Blair also joined in saying the conflict will go on until the objective of ridding Saddam is achieved.

"Saddam Hussein and his hateful regime will be removed from power. Iraq will be disarmed of weapons of mass destruction and the Iraqi people will be free. That is a commitment, that is our determination and we will see it done," Blair said.

Asked by a reporter how long he expects the war to last -- a question asked of the administration and U.S. military chiefs daily, Bush replied: "However long it takes to win, however long it takes to meet our objective … That's the answer to your question and that's what you got to know."

"It's not set by time, it's set by the nature of the job," Blair added.

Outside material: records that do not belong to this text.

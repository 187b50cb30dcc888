// src/main.rs
use dotenv::dotenv;
use std::net::SocketAddr;
use tokio::net::TcpListener;
use tracing::info;

use admin_console::common::AppConfig;
use admin_console::services::monitoring::{init_error_tracking, init_tracing};
use admin_console::{build_router, build_state};

// ============================================================================
// MAIN APPLICATION ENTRY POINT
// ============================================================================

#[tokio::main]
async fn main() -> anyhow::Result<()> {
    dotenv().ok();

    init_tracing();

    // ========================================================================
    // CONFIGURATION AND SERVICES
    // ========================================================================

    let config = AppConfig::from_env()?;
    let port = config.port;
    let _sentry = init_error_tracking(&config.monitoring);

    let state = build_state(config).await?;

    // ========================================================================
    // SERVER STARTUP
    // ========================================================================

    let app = build_router(state);
    let addr = SocketAddr::from(([0, 0, 0, 0], port));
    info!("Listening on {}", addr);
    let listener = TcpListener::bind(addr).await?;
    axum::serve(listener, app.into_make_service()).await?;

    Ok(())
}
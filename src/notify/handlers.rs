// src/notify/handlers.rs

use axum::{extract::Extension, Json};
use serde_json::Value;
use std::sync::Arc;
use tracing::error;

use super::models::{NotifyResponse, DEFAULT_EMAIL_MESSAGE, DEFAULT_SMS_MESSAGE, DEFAULT_SUBJECT};
use crate::common::validation::looks_like_email;
use crate::common::{ApiError, AppState};
use crate::services::notify::Delivery;

fn string_field<'a>(body: &'a Value, name: &str) -> Option<&'a str> {
    body.get(name).and_then(Value::as_str)
}

/// Missing or non-string optional fields fall back to the defaults.
fn required_to<'a>(body: &'a Value, message: &str) -> Result<&'a str, ApiError> {
    string_field(body, "to")
        .filter(|to| !to.is_empty())
        .ok_or_else(|| ApiError::BadRequest(message.to_string()))
}

/// POST /api/notify/email
pub async fn notify_email(
    Extension(state): Extension<Arc<AppState>>,
    body: Option<Json<Value>>,
) -> Result<Json<NotifyResponse>, ApiError> {
    let body = body.map(|Json(v)| v).unwrap_or(Value::Null);
    let to = required_to(&body, "Field 'to' (email) is required")?;
    if !looks_like_email(to) {
        return Err(ApiError::BadRequest("Invalid email address".to_string()));
    }

    let subject = string_field(&body, "subject").unwrap_or(DEFAULT_SUBJECT);
    let message = string_field(&body, "message").unwrap_or(DEFAULT_EMAIL_MESSAGE);

    let delivery = state
        .notifier
        .send_email(to, subject, message)
        .await
        .map_err(|e| {
            error!(error = %e, "/api/notify/email error");
            ApiError::InternalServer(e.to_string())
        })?;

    Ok(Json(match delivery {
        Delivery::Sent { .. } => NotifyResponse::sent(None),
        Delivery::LoggedOnly => NotifyResponse::logged("Email relay not configured; logged only"),
    }))
}

/// POST /api/notify/sms
pub async fn notify_sms(
    Extension(state): Extension<Arc<AppState>>,
    body: Option<Json<Value>>,
) -> Result<Json<NotifyResponse>, ApiError> {
    let body = body.map(|Json(v)| v).unwrap_or(Value::Null);
    let to = required_to(&body, "Field 'to' (phone) is required")?;
    let message = string_field(&body, "message").unwrap_or(DEFAULT_SMS_MESSAGE);

    let delivery = state.notifier.send_sms(to, message).await.map_err(|e| {
        error!(error = %e, "/api/notify/sms error");
        ApiError::InternalServer(e.to_string())
    })?;

    Ok(Json(match delivery {
        Delivery::Sent { sid } => NotifyResponse::sent(sid),
        Delivery::LoggedOnly => NotifyResponse::logged("SMS provider not configured; logged only"),
    }))
}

Bush said coalition troops are now engaging Saddam's "most hardened and most desperate unit."

U.S. and British troops in the field have been making steady progress toward Baghdad from the north, west and south, even as they find Iraqi military resistance stronger than they may have expected.

Paramilitary troopers unwilling to give up the fight have taken to abducting children out of homes in order to force fathers to take up arms.

But Fox News military analyst Capt. Chuck Nash, U.S. Navy-Ret., suggested the Iraqi effort is all for naught because with clearer weather, coalition forces are ready to send an "aluminum cloud" of air power "to darken the sun over Baghdad" and lend ground forces the air support they need to obliterate Iraqi troops.

Fighting the war has been accompanied with efforts to get humanitarian relief to Iraqi people. Tons of food has been delivered despite mine barriers at the port of Umm Qasr, where supplies are being shipped.

Bush asked the United Nations to immediately resume Iraq's oil-for-food program and asked the Security Council to give U.N. Secretary General Kofi Annan the authority to do so.

"This urgent humanitarian issue must not be politicized," Bush said.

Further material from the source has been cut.